* _Task statement_
In the data, extract each line that holds the string "before".

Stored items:
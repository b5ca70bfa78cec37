//! `StorefrontClient` - a headless cart client for an ONDC-style commerce backend
//!
//! This crate owns the client-side cart state for a storefront: an optimistic
//! in-process cart store, a persistence bridge that snapshots it into local
//! SQLite-backed key-value storage, a sync pass that reconciles it against the
//! server's authoritative cart list, a read-only checkout projection, and
//! typed REST wrappers for orders, checkout selection, support tickets, asset
//! upload, and OTP generation.

// Deny the most critical lints that could lead to bugs or security issues
#![deny(
    // Security and correctness
    unsafe_code,
    unsafe_op_in_unsafe_fn,

    // Code quality - things that are almost always bugs
    unreachable_code,
    unreachable_patterns,
    unused_must_use,

    // Documentation - broken links are bugs
    rustdoc::broken_intra_doc_links,
    rustdoc::private_intra_doc_links,
)]
// Warn on things that should be fixed but aren't necessarily bugs
#![warn(
    // Documentation - missing docs should be added gradually
    missing_docs,

    // Clippy categories for overall code quality
    clippy::all,
    clippy::pedantic,
    clippy::nursery,

    // Performance
    clippy::inefficient_to_string,
    clippy::large_types_passed_by_value,
    clippy::needless_pass_by_value,
    clippy::unnecessary_wraps,

    // Correctness
    clippy::clone_on_ref_ptr,
    clippy::dbg_macro,
    clippy::exit,
    clippy::expect_used,
    clippy::float_cmp,
    clippy::panic,
    clippy::todo,
    clippy::unimplemented,
    clippy::unwrap_used,

    // Complexity and readability
    clippy::cognitive_complexity,
    clippy::large_enum_variant,
    clippy::match_same_arms,
    clippy::too_many_lines,

    // Style consistency
    clippy::enum_glob_use,
    clippy::inconsistent_struct_constructor,
    clippy::missing_errors_doc,
    clippy::missing_panics_doc,
    clippy::must_use_candidate,
    clippy::redundant_closure_for_method_calls,
    clippy::semicolon_if_nothing_returned,
    clippy::wildcard_imports,

    // Future compatibility
    future_incompatible,
    rust_2018_idioms,
)]
// Allow some pedantic lints that are too noisy or not applicable
#![allow(
    clippy::module_name_repetitions,  // Common pattern in Rust
    clippy::missing_errors_doc,        // Will add gradually
    clippy::missing_panics_doc,        // Will add gradually
)]

/// Typed REST client for the commerce backend - connection, endpoints, DTOs
pub mod api;
/// Configuration management for storage and API settings
pub mod config;
/// Core business logic - cart store, persistence, sync, and checkout projection
pub mod core;
/// SeaORM entity definitions for local storage tables
pub mod entities;
/// Unified error types and result handling
pub mod errors;

#[cfg(test)]
pub mod test_utils;
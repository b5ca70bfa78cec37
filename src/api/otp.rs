//! OTP generation endpoint.

use serde::Deserialize;

use crate::errors::Result;

use super::Connection;

/// Acknowledgement of an OTP send.
#[derive(Debug, Clone, Deserialize)]
pub struct OtpAck {
    /// Whether the OTP was dispatched.
    pub success: bool,
    /// Optional server message.
    #[serde(default)]
    pub message: Option<String>,
}

/// Asks the backend to generate and send an OTP, optionally scoped to an
/// order (e.g. delivery confirmation codes).
pub async fn request_otp(
    conn: &Connection,
    send_to: &str,
    order_id: Option<&str>,
) -> Result<OtpAck> {
    let mut query = vec![("action", "gen".to_owned()), ("sendTo", send_to.to_owned())];
    if let Some(order_id) = order_id {
        query.push(("orderId", order_id.to_owned()));
    }

    conn.get("get-otp", &query).await
}
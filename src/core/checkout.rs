//! Checkout projection - a point-in-time, read-only summary of one cart.
//!
//! The projection is a pure function of its inputs and is rebuilt whenever
//! any of them change; it is never mutated in place and never persisted.
//! When a required input is missing it reports which one, instead of
//! computing a partial total that would mislead the checkout screen.

use serde::Serialize;

use super::cart::{AppliedOffer, Cart};

/// Delivery address chosen for checkout.
#[derive(Debug, Clone, PartialEq)]
pub struct DeliveryAddress {
    /// Address id as the server knows it.
    pub id: String,
    /// Postal code, used for serviceability.
    pub pincode: String,
    /// Latitude.
    pub lat: f64,
    /// Longitude.
    pub lon: f64,
}

/// One row of the price breakup. Children are an informational decomposition
/// (tax inside a fee, customizations inside a line); the parent `amount` is
/// authoritative and children are never re-summed into totals.
#[derive(Debug, Clone, PartialEq, Serialize)]
pub struct BreakupEntry {
    /// Display label.
    pub title: String,
    /// Authoritative amount for this row; negative for discounts.
    pub amount: f64,
    /// Informational sub-rows.
    #[serde(skip_serializing_if = "Vec::is_empty")]
    pub children: Vec<BreakupEntry>,
}

/// The computed checkout summary.
#[derive(Debug, Clone, PartialEq, Serialize)]
pub struct CheckoutSummary {
    /// Store whose cart is being checked out.
    pub store_id: String,
    /// Chosen fulfillment option.
    pub fulfillment_id: String,
    /// Chosen delivery address.
    pub address_id: String,
    /// Itemized price decomposition.
    pub breakup: Vec<BreakupEntry>,
    /// Payable total: the sum of top-level breakup amounts.
    pub total: f64,
    /// Savings versus pre-discount prices, including any applied offer.
    pub savings: f64,
    /// Total quantity across the cart.
    pub item_count: u32,
}

/// Which required input is missing from an incomplete projection.
#[derive(Debug, Clone, Copy, PartialEq, Eq)]
pub enum MissingInput {
    /// No delivery address chosen yet.
    Address,
    /// No fulfillment option chosen yet.
    Fulfillment,
    /// The cart has no items.
    EmptyCart,
}

/// Result of projecting a cart into a checkout summary.
#[derive(Debug, Clone, PartialEq)]
pub enum CheckoutProjection {
    /// All inputs present; summary computed.
    Ready(CheckoutSummary),
    /// A required input is missing; no totals were computed.
    Incomplete(MissingInput),
}

/// Builds the checkout summary for one cart.
///
/// Pure: no retries, no mutation, no I/O. The server remains the source of
/// truth for the final quote at checkout selection; this projection only
/// reflects what the client already knows.
#[must_use]
pub fn project_checkout(
    cart: &Cart,
    address: Option<&DeliveryAddress>,
    fulfillment_id: Option<&str>,
    offer: Option<&AppliedOffer>,
) -> CheckoutProjection {
    if cart.is_empty() {
        return CheckoutProjection::Incomplete(MissingInput::EmptyCart);
    }
    let Some(address) = address else {
        return CheckoutProjection::Incomplete(MissingInput::Address);
    };
    let Some(fulfillment_id) = fulfillment_id else {
        return CheckoutProjection::Incomplete(MissingInput::Fulfillment);
    };

    let mut breakup: Vec<BreakupEntry> = cart
        .items
        .iter()
        .map(|item| BreakupEntry {
            title: item.product.name.clone(),
            amount: item.total_price,
            children: item
                .customizations
                .iter()
                .map(|c| BreakupEntry {
                    title: c.name.clone(),
                    amount: c.total_price,
                    children: Vec::new(),
                })
                .collect(),
        })
        .collect();

    let item_savings: f64 = cart.items.iter().map(super::cart::CartItem::savings).sum();
    let offer_discount = offer.map_or(0.0, |o| o.discount);

    if let Some(offer) = offer {
        breakup.push(BreakupEntry {
            title: format!("Offer {}", offer.offer_id),
            amount: -offer.discount,
            children: Vec::new(),
        });
    }

    let total = breakup.iter().map(|e| e.amount).sum();

    CheckoutProjection::Ready(CheckoutSummary {
        store_id: cart.store_id.clone(),
        fulfillment_id: fulfillment_id.to_owned(),
        address_id: address.id.clone(),
        breakup,
        total,
        savings: item_savings + offer_discount,
        item_count: cart.total_quantity(),
    })
}
//! Application configuration.
//!
//! Settings are layered the same way at every key: environment variable
//! first, then an optional `storefront.toml` file, then a built-in default.
//! [`load_app_configuration`] performs the layering once at startup and hands
//! back an immutable [`AppConfig`].

/// API endpoint configuration (base URL, timeout)
pub mod api;

/// Database configuration and connection management
pub mod database;

use crate::errors::{Error, Result};
use serde::Deserialize;
use std::env;
use tracing::debug;
use url::Url;

use api::ApiConfig;

/// Fully resolved application configuration.
#[derive(Debug, Clone)]
pub struct AppConfig {
    /// Backend API settings.
    pub api: ApiConfig,
    /// Connection URL for the local storage database.
    pub database_url: String,
}

/// Raw shape of `storefront.toml`. All keys optional; missing sections fall
/// through to environment variables and defaults.
#[derive(Debug, Default, Deserialize)]
struct ConfigFile {
    #[serde(default)]
    api: ApiSection,
    #[serde(default)]
    database: DatabaseSection,
}

#[derive(Debug, Default, Deserialize)]
struct ApiSection {
    base_url: Option<String>,
    timeout_secs: Option<u64>,
}

#[derive(Debug, Default, Deserialize)]
struct DatabaseSection {
    url: Option<String>,
}

/// Loads the application configuration.
///
/// Reads the config file named by `STOREFRONT_CONFIG` (default
/// `storefront.toml`; a missing file is fine), then applies
/// `STOREFRONT_API_URL`, `STOREFRONT_API_TIMEOUT_SECS`, and
/// `STOREFRONT_DB_URL` overrides.
pub fn load_app_configuration() -> Result<AppConfig> {
    let path = env::var("STOREFRONT_CONFIG").unwrap_or_else(|_| "storefront.toml".to_owned());
    let file = match std::fs::read_to_string(&path) {
        Ok(raw) => toml::from_str(&raw).map_err(|e| Error::Config {
            message: format!("Failed to parse {path}: {e}"),
        })?,
        Err(_) => {
            debug!("No config file at {path}, using environment and defaults");
            ConfigFile::default()
        }
    };

    resolve(
        file,
        env::var("STOREFRONT_API_URL").ok(),
        env::var("STOREFRONT_API_TIMEOUT_SECS").ok(),
        env::var("STOREFRONT_DB_URL").ok(),
    )
}

/// Merges file values with environment overrides and defaults.
fn resolve(
    file: ConfigFile,
    env_api_url: Option<String>,
    env_timeout_secs: Option<String>,
    env_database_url: Option<String>,
) -> Result<AppConfig> {
    let base_url_raw = env_api_url
        .or(file.api.base_url)
        .unwrap_or_else(|| api::DEFAULT_API_URL.to_owned());
    let base_url = Url::parse(&base_url_raw).map_err(|e| Error::Config {
        message: format!("Invalid API base URL '{base_url_raw}': {e}"),
    })?;

    let timeout_secs = match env_timeout_secs {
        Some(raw) => raw.parse().map_err(|e| Error::Config {
            message: format!("Invalid STOREFRONT_API_TIMEOUT_SECS '{raw}': {e}"),
        })?,
        None => file
            .api
            .timeout_secs
            .unwrap_or(api::DEFAULT_TIMEOUT_SECS),
    };

    let database_url = env_database_url
        .or(file.database.url)
        .unwrap_or_else(|| database::DEFAULT_DATABASE_URL.to_owned());

    Ok(AppConfig {
        api: ApiConfig {
            base_url,
            timeout_secs,
        },
        database_url,
    })
}
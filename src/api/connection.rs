//! Connection management for the commerce backend.
//!
//! One [`Connection`] wraps the HTTP client, the backend base URL, and a
//! handle to local storage. The bearer token is loaded from storage on every
//! authenticated request (the login flow may replace it at any time), non-2xx
//! statuses become typed errors, and response bodies are decoded strictly
//! into the caller's DTO - a payload that does not match its schema is a
//! serialization error, not a value that propagates.

use std::time::Duration;

use reqwest::header::{AUTHORIZATION, CONTENT_TYPE};
use sea_orm::DatabaseConnection;
use serde::Serialize;
use serde::de::DeserializeOwned;
use tracing::warn;
use url::Url;

use crate::config::api::ApiConfig;
use crate::core::persistence;
use crate::errors::{Error, Result};

/// Authenticated connection to the commerce backend.
#[derive(Debug, Clone)]
pub struct Connection {
    http: reqwest::Client,
    base_url: Url,
    storage: DatabaseConnection,
}

impl Connection {
    /// Builds a connection with the configured base URL and an explicit
    /// request timeout (a timed-out request classifies as retryable).
    pub fn new(config: &ApiConfig, storage: DatabaseConnection) -> Result<Self> {
        let http = reqwest::Client::builder()
            .timeout(Duration::from_secs(config.timeout_secs))
            .build()?;

        Ok(Self {
            http,
            base_url: config.base_url.clone(),
            storage,
        })
    }

    /// Base URL endpoint paths are joined onto.
    #[must_use]
    pub fn base_url(&self) -> &Url {
        &self.base_url
    }

    /// Handle to the local storage backing token lookup.
    #[must_use]
    pub fn storage(&self) -> &DatabaseConnection {
        &self.storage
    }

    /// The stored bearer token, if the user is signed in.
    pub async fn auth_token(&self) -> Result<Option<String>> {
        persistence::load_auth_token(&self.storage).await
    }

    async fn bearer(&self) -> Result<String> {
        self.auth_token().await?.ok_or(Error::NotAuthenticated)
    }

    fn endpoint(&self, path: &str) -> Result<Url> {
        self.base_url.join(path).map_err(Into::into)
    }

    /// Authenticated GET with query parameters, decoded into `T`.
    pub async fn get<T>(&self, path: &str, query: &[(&str, String)]) -> Result<T>
    where
        T: DeserializeOwned,
    {
        let url = self.endpoint(path)?;
        self.send_and_decode(self.http.get(url).query(query)).await
    }

    /// Authenticated POST with a JSON body, decoded into `O`.
    pub async fn post<I, O>(&self, path: &str, body: &I) -> Result<O>
    where
        I: Serialize + ?Sized,
        O: DeserializeOwned,
    {
        let url = self.endpoint(path)?;
        self.send_and_decode(self.http.post(url).json(body)).await
    }

    /// Unauthenticated PUT of raw bytes to an absolute (presigned) URL.
    pub async fn put_bytes(&self, url: Url, bytes: Vec<u8>, content_type: &str) -> Result<()> {
        let response = self
            .http
            .put(url)
            .header(CONTENT_TYPE, content_type)
            .body(bytes)
            .send()
            .await?;

        drop(Self::check_status(response).await?);
        Ok(())
    }

    async fn send_and_decode<T>(&self, request: reqwest::RequestBuilder) -> Result<T>
    where
        T: DeserializeOwned,
    {
        let token = self.bearer().await?;
        let response = request
            .header(AUTHORIZATION, format!("Bearer {token}"))
            .send()
            .await?;
        let response = Self::check_status(response).await?;

        let body = response.text().await?;
        serde_json::from_str(&body).map_err(|e| {
            warn!("Rejecting malformed response payload: {e}");
            Error::from(e)
        })
    }

    async fn check_status(response: reqwest::Response) -> Result<reqwest::Response> {
        let status = response.status();
        if !status.is_success() {
            let body = response.text().await.unwrap_or_default();
            return Err(Error::Http {
                status: status.as_u16(),
                body,
            });
        }
        Ok(response)
    }
}
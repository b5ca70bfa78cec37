//! Core business logic - framework-agnostic cart state, persistence, sync,
//! and checkout operations.

/// Cart domain model - items, customizations, carts, offers
pub mod cart;

/// Checkout projection - read-only summary of one cart
pub mod checkout;

/// Persistence bridge - cart snapshot and token storage
pub mod persistence;

/// Cart store - in-process cart state and its mutations
pub mod store;

/// Cart sync - reconciliation against the server's cart list
pub mod sync;
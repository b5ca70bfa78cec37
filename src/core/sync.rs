//! Cart sync - reconciles local cart state with the server's view.
//!
//! A sync pass fetches the server's cart list, converts it to the local
//! shape, and then decides whether to install it. Two guards sit between the
//! response and the store:
//!
//! - a fingerprint check (per-cart line counts) that skips snapshots
//!   identical to the last one applied, so redundant responses cause no
//!   churn;
//! - a revision guard that discards the snapshot when the store mutated
//!   while the fetch was in flight, so a stale response can never clobber an
//!   optimistic local change.
//!
//! Network and decode failures leave local state untouched and surface to
//! the caller, who owns retry policy (see
//! [`Error::is_retryable`](crate::errors::Error::is_retryable)).

use tracing::{debug, info};

use crate::api::{Connection, carts};
use crate::errors::Result;

use super::cart::Cart;
use super::persistence::sanitize_carts;
use super::store::CartStore;

/// Cheap structural identity of a cart snapshot: ordered
/// `(store_id, line count)` pairs. Snapshots with equal fingerprints are
/// treated as "no meaningful change" without a deep comparison.
#[derive(Debug, Clone, PartialEq, Eq)]
pub struct CartFingerprint(Vec<(String, usize)>);

impl CartFingerprint {
    /// Fingerprints a snapshot. Pair order is normalized so the result is
    /// independent of the order carts arrived in.
    #[must_use]
    pub fn of(carts: &[Cart]) -> Self {
        let mut pairs: Vec<(String, usize)> = carts
            .iter()
            .map(|c| (c.store_id.clone(), c.items.len()))
            .collect();
        pairs.sort();
        Self(pairs)
    }
}

/// What a sync pass did.
#[derive(Debug, Clone, Copy, PartialEq, Eq)]
pub enum SyncOutcome {
    /// Server snapshot installed into the store.
    Applied,
    /// Snapshot fingerprint matched the last applied one; store untouched.
    Unchanged,
    /// The store mutated while the fetch was in flight; snapshot discarded.
    StaleLocal,
    /// No auth token in storage; sync is a no-op for signed-out users.
    Disabled,
}

/// Drives sync passes and remembers the fingerprint of the last snapshot it
/// applied.
#[derive(Debug, Default)]
pub struct CartSync {
    last_applied: Option<CartFingerprint>,
}

impl CartSync {
    /// Creates an orchestrator that has applied nothing yet.
    #[must_use]
    pub fn new() -> Self {
        Self::default()
    }

    /// Runs one sync pass against the server.
    pub async fn run(&mut self, conn: &Connection, store: &mut CartStore) -> Result<SyncOutcome> {
        if conn.auth_token().await?.is_none() {
            debug!("No auth token, cart sync disabled");
            return Ok(SyncOutcome::Disabled);
        }

        let baseline = store.revision();
        let server_carts = carts::fetch_user_carts(conn).await?;
        let snapshot = sanitize_carts(carts::into_local_carts(server_carts));

        let outcome = self.reconcile(store, baseline, snapshot);
        info!(?outcome, "Cart sync pass finished");
        Ok(outcome)
    }

    /// Decides whether a transformed server snapshot replaces the store.
    ///
    /// `baseline` is the store revision captured before the fetch started.
    /// Pure decision logic; the network never reaches this far.
    pub fn reconcile(
        &mut self,
        store: &mut CartStore,
        baseline: u64,
        snapshot: Vec<Cart>,
    ) -> SyncOutcome {
        let fingerprint = CartFingerprint::of(&snapshot);

        if self.last_applied.as_ref() == Some(&fingerprint) {
            return SyncOutcome::Unchanged;
        }

        if store.revision() != baseline {
            debug!(
                baseline,
                current = store.revision(),
                "Local cart mutated during sync, discarding server snapshot"
            );
            return SyncOutcome::StaleLocal;
        }

        store.apply_server_snapshot(snapshot);
        self.last_applied = Some(fingerprint);
        SyncOutcome::Applied
    }
}

#[cfg(test)]
mod tests {
    #![allow(clippy::unwrap_used)]
    use super::*;
    use crate::test_utils::{setup_test_connection, test_cart, test_item, test_store};

    #[test]
    fn fingerprint_ignores_cart_order() {
        let a = test_cart("A", vec![test_item("a1", 1, 10.0)]);
        let b = test_cart("B", vec![test_item("b1", 2, 10.0)]);

        let forward = CartFingerprint::of(&[a.clone(), b.clone()]);
        let backward = CartFingerprint::of(&[b, a]);

        assert_eq!(forward, backward);
    }

    #[test]
    fn fingerprint_sees_line_count_changes_only() {
        let one_line = test_cart("A", vec![test_item("a1", 1, 10.0)]);
        let same_shape = test_cart("A", vec![test_item("a9", 7, 99.0)]);
        let two_lines = test_cart(
            "A",
            vec![test_item("a1", 1, 10.0), test_item("a2", 1, 10.0)],
        );

        assert_eq!(
            CartFingerprint::of(std::slice::from_ref(&one_line)),
            CartFingerprint::of(std::slice::from_ref(&same_shape))
        );
        assert_ne!(
            CartFingerprint::of(&[one_line]),
            CartFingerprint::of(&[two_lines])
        );
    }

    #[test]
    fn first_snapshot_is_applied() {
        let mut sync = CartSync::new();
        let mut store = CartStore::new();
        let baseline = store.revision();

        let outcome = sync.reconcile(
            &mut store,
            baseline,
            vec![test_cart("A", vec![test_item("a1", 2, 10.0)])],
        );

        assert_eq!(outcome, SyncOutcome::Applied);
        assert_eq!(store.count(), 2);
    }

    #[test]
    fn matching_fingerprint_leaves_store_untouched() {
        let mut sync = CartSync::new();
        let mut store = CartStore::new();

        let baseline = store.revision();
        let outcome = sync.reconcile(
            &mut store,
            baseline,
            vec![test_cart("A", vec![test_item("a1", 2, 10.0)])],
        );
        assert_eq!(outcome, SyncOutcome::Applied);
        let revision_after_apply = store.revision();

        // Same fingerprint (one cart, one line) but deeply different content:
        // the store must not be overwritten.
        let baseline = store.revision();
        let outcome = sync.reconcile(
            &mut store,
            baseline,
            vec![test_cart("A", vec![test_item("a2", 9, 99.0)])],
        );

        assert_eq!(outcome, SyncOutcome::Unchanged);
        assert_eq!(store.revision(), revision_after_apply);
        assert!(store.find_item("a1").is_some());
        assert!(store.find_item("a2").is_none());
    }

    #[test]
    fn local_mutation_during_fetch_discards_snapshot() {
        let mut sync = CartSync::new();
        let mut store = CartStore::new();

        // Revision captured before the (simulated) fetch started.
        let baseline = store.revision();

        // An optimistic mutation lands while the response is in flight.
        store.add_item(test_store("B"), test_item("b1", 1, 10.0));

        let outcome = sync.reconcile(
            &mut store,
            baseline,
            vec![test_cart("A", vec![test_item("a1", 2, 10.0)])],
        );

        assert_eq!(outcome, SyncOutcome::StaleLocal);
        assert!(store.find_item("b1").is_some());
        assert!(store.find_item("a1").is_none());
    }

    #[tokio::test]
    async fn sync_is_disabled_without_an_auth_token() -> Result<()> {
        let conn = setup_test_connection().await?;
        let mut sync = CartSync::new();
        let mut store = CartStore::new();

        let outcome = sync.run(&conn, &mut store).await?;

        assert_eq!(outcome, SyncOutcome::Disabled);
        assert!(store.is_empty());
        Ok(())
    }
}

* _Exercise response_
    /// `baseline` is the store revision captured before the fetch started.
        // Revision captured before the (simulated) fetch started.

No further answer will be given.